C'est ce qu'a déclaré la ministre de l'Environnement et du Changement climatique, Ángeles Vázquez, lors de sa participation, par voie électronique, au Conseil consultatif de politique environnementale pour les affaires communautaires, convoqué par le ministère de la Transition écologique et du Défi démographique.
Là, selon un communiqué de la pour exposer la position des communautés autonomes sur des questions telles que l'environnement, le climat ou la transition énergétique.
Pour le représentant de l'Exécutif galicien, le gouvernement « réduit l'importance » des communautés « et, en particulier, celle de la Galice » en étant celui qui défendra la position commune de l'Espagne dans la préparation de la COP29.
Ángeles Vázquez a critiqué cette décision alors que « c'est l'Exécutif galicien » qui « a assumé la promotion et l'élaboration du document » soumis au débat ce jeudi au sein de l'organe de coordination entre le Gouvernement et les communautés.
Ce document comprend « l'engagement ferme » d'« atteindre la neutralité climatique à travers des politiques qui favorisent l'efficacité énergétique et la réduction de la consommation, la décarbonation des processus de production et la mise en œuvre de l'économie circulaire, ainsi que de contribuer à la réalisation des objectifs acquis en l’Accord de Paris de 2015 pour lutter contre le changement climatique ».

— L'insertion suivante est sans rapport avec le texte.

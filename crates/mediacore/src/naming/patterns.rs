//! Episode and quality extraction.
//!
//! Each cascade is a list of independent matchers evaluated in order; the
//! first one that matches wins. New patterns are added to the lists, not to
//! control flow.

use lazy_regex::{regex, Regex};

/// One pattern plus the capture group holding the value
#[derive(Debug, Clone, Copy)]
pub struct Matcher {
    pub regex: &'static Regex,
    pub group: usize,
}

impl Matcher {
    fn capture<'a>(&self, haystack: &'a str) -> Option<&'a str> {
        self.regex
            .captures(haystack)
            .and_then(|c| c.get(self.group))
            .map(|m| m.as_str())
    }
}

/// A quality pattern and the token it yields (`None` = use the matched text)
#[derive(Debug, Clone, Copy)]
pub struct QualityMatcher {
    pub matcher: Matcher,
    pub token: Option<&'static str>,
}

/// Episode markers for rename templates, most specific first
pub fn episode_patterns() -> [Matcher; 6] {
    [
        // S01E05, S01EP05
        Matcher {
            regex: regex!(r"S(\d+)(?:E|EP)(\d+)"),
            group: 2,
        },
        // S01 E05, S01 - EP05
        Matcher {
            regex: regex!(r"S(\d+)\s*(?:E|EP|-\s*EP)(\d+)"),
            group: 2,
        },
        // [E05], (EP 5), E05
        Matcher {
            regex: regex!(r"(?:[(\[<{]?\s*(?:E|EP)\s*(\d+)\s*[)\]>}]?)"),
            group: 1,
        },
        // Title - 05
        Matcher {
            regex: regex!(r"(?:\s*-\s*(\d+)\s*)"),
            group: 1,
        },
        // s1 ... 5
        Matcher {
            regex: regex!(r"(?i)S(\d+)[^\d]*(\d+)"),
            group: 2,
        },
        // any digits
        Matcher {
            regex: regex!(r"(\d+)"),
            group: 1,
        },
    ]
}

/// Quality tokens for rename templates
pub fn quality_patterns() -> [QualityMatcher; 6] {
    [
        QualityMatcher {
            matcher: Matcher {
                regex: regex!(r"(?i)\b(\d{3,4}p)\b"),
                group: 1,
            },
            token: None,
        },
        QualityMatcher {
            matcher: Matcher {
                regex: regex!(r"(?i)4kX264"),
                group: 0,
            },
            token: Some("4kX264"),
        },
        QualityMatcher {
            matcher: Matcher {
                regex: regex!(r"(?i)4kx265"),
                group: 0,
            },
            token: Some("4kx265"),
        },
        QualityMatcher {
            matcher: Matcher {
                regex: regex!(r"(?i)[(\[<{]?\s*\b4k\b\s*[)\]>}]?"),
                group: 0,
            },
            token: Some("4k"),
        },
        QualityMatcher {
            matcher: Matcher {
                regex: regex!(r"(?i)[(\[<{]?\s*\b2k\b\s*[)\]>}]?"),
                group: 0,
            },
            token: Some("2k"),
        },
        QualityMatcher {
            matcher: Matcher {
                regex: regex!(r"(?i)\bHdRip\b"),
                group: 0,
            },
            token: Some("HdRip"),
        },
    ]
}

/// Episode markers for the special-content series profile
pub fn series_episode_patterns() -> [Matcher; 4] {
    [
        Matcher {
            regex: regex!(r"(?i)(?:E|EP|Episode)\s*(\d+)"),
            group: 1,
        },
        Matcher {
            regex: regex!(r"(?i)S\d+E(\d+)"),
            group: 1,
        },
        Matcher {
            regex: regex!(r"\s+(\d+)\s+"),
            group: 1,
        },
        Matcher {
            regex: regex!(r"-\s*(\d+)"),
            group: 1,
        },
    ]
}

/// Episode marker in an auto-trim output name
pub fn autotrim_episode_pattern() -> Matcher {
    Matcher {
        regex: regex!(r"(?i)(?:Episode|Ep|E)\s*(\d+)"),
        group: 1,
    }
}

/// Runs a cascade, returning the first captured value
pub fn first_match<'a>(patterns: &[Matcher], haystack: &'a str) -> Option<&'a str> {
    patterns.iter().find_map(|m| m.capture(haystack))
}

fn parse_number(digits: &str) -> Option<u32> {
    digits.parse().ok()
}

/// Episode number from a rename source filename
pub fn extract_episode(filename: &str) -> Option<u32> {
    first_match(&episode_patterns(), filename).and_then(parse_number)
}

/// Quality token from a filename, `Unknown` when nothing matches
pub fn extract_quality(filename: &str) -> String {
    quality_patterns()
        .iter()
        .find_map(|q| {
            q.matcher
                .capture(filename)
                .map(|text| q.token.map(str::to_string).unwrap_or_else(|| text.to_string()))
        })
        .unwrap_or_else(|| "Unknown".to_string())
}

/// Episode for the series profile as a zero-padded string, `01` when absent
pub fn extract_series_episode(filename: &str) -> String {
    first_match(&series_episode_patterns(), filename)
        .and_then(parse_number)
        .map(|n| format!("{:02}", n))
        .unwrap_or_else(|| "01".to_string())
}

/// Episode for an auto-trim output name, `1` when absent
pub fn extract_autotrim_episode(filename: &str) -> u32 {
    autotrim_episode_pattern()
        .capture(filename)
        .and_then(parse_number)
        .unwrap_or(1)
}

/// `[NNNp]` tag of a series upload
pub fn bracketed_quality(filename: &str) -> Option<&str> {
    regex!(r"\[(\d+p)\]")
        .captures(filename)
        .and_then(|c| c.get(1))
        .map(|m| m.as_str())
}

#[cfg(test)]
mod tests {
    use super::*;
    use pretty_assertions::assert_eq;

    #[test]
    fn test_episode_cascade_order() {
        assert_eq!(extract_episode("Naruto S01E05 1080p.mkv"), Some(5));
        assert_eq!(extract_episode("Show S02 EP12.mkv"), Some(12));
        assert_eq!(extract_episode("Show [E07].mkv"), Some(7));
        assert_eq!(extract_episode("Show - 09.mkv"), Some(9));
        assert_eq!(extract_episode("Movie.mkv"), None);
    }

    #[test]
    fn test_generic_digits_are_last_resort() {
        assert_eq!(extract_episode("Clip 42.mp4"), Some(42));
    }

    #[test]
    fn test_quality_tokens() {
        assert_eq!(extract_quality("Naruto S01E05 1080p.mkv"), "1080p");
        assert_eq!(extract_quality("Movie.720P.mkv"), "720P");
        assert_eq!(extract_quality("Movie 4kX264.mkv"), "4kX264");
        assert_eq!(extract_quality("Movie [4K].mkv"), "4k");
        assert_eq!(extract_quality("Movie.HdRip.mkv"), "HdRip");
        assert_eq!(extract_quality("Movie.mkv"), "Unknown");
    }

    #[test]
    fn test_series_episode_defaults_to_01() {
        assert_eq!(extract_series_episode("Jai Bajarangabali Episode 7 [720p].mp4"), "07");
        assert_eq!(extract_series_episode("Jai Bajarangabali S01E112.mp4"), "112");
        assert_eq!(extract_series_episode("Jai Bajarangabali.mp4"), "01");
    }

    #[test]
    fn test_autotrim_episode() {
        assert_eq!(extract_autotrim_episode("Show Ep 23.mp4"), 23);
        assert_eq!(extract_autotrim_episode("Show.mp4"), 1);
    }

    #[test]
    fn test_bracketed_quality() {
        assert_eq!(bracketed_quality("Jai Bajarangabali 12 [1080p].mkv"), Some("1080p"));
        assert_eq!(bracketed_quality("Jai Bajarangabali 12.mkv"), None);
    }
}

Il a donc regretté que la Xunta « n'aura pas l'occasion de compléter le travail réalisé en tant que coordinateur défendant la position commune de toutes les communautés concernant la célébration de ce sommet ».
Ainsi, il refuse qu'on lui propose une présentation « symbolique » d' »une seule minute pour défendre devant les ministres européens une question de nature internationale et dans laquelle, par conséquent, un porte-parole autonome n'est pas approprié ».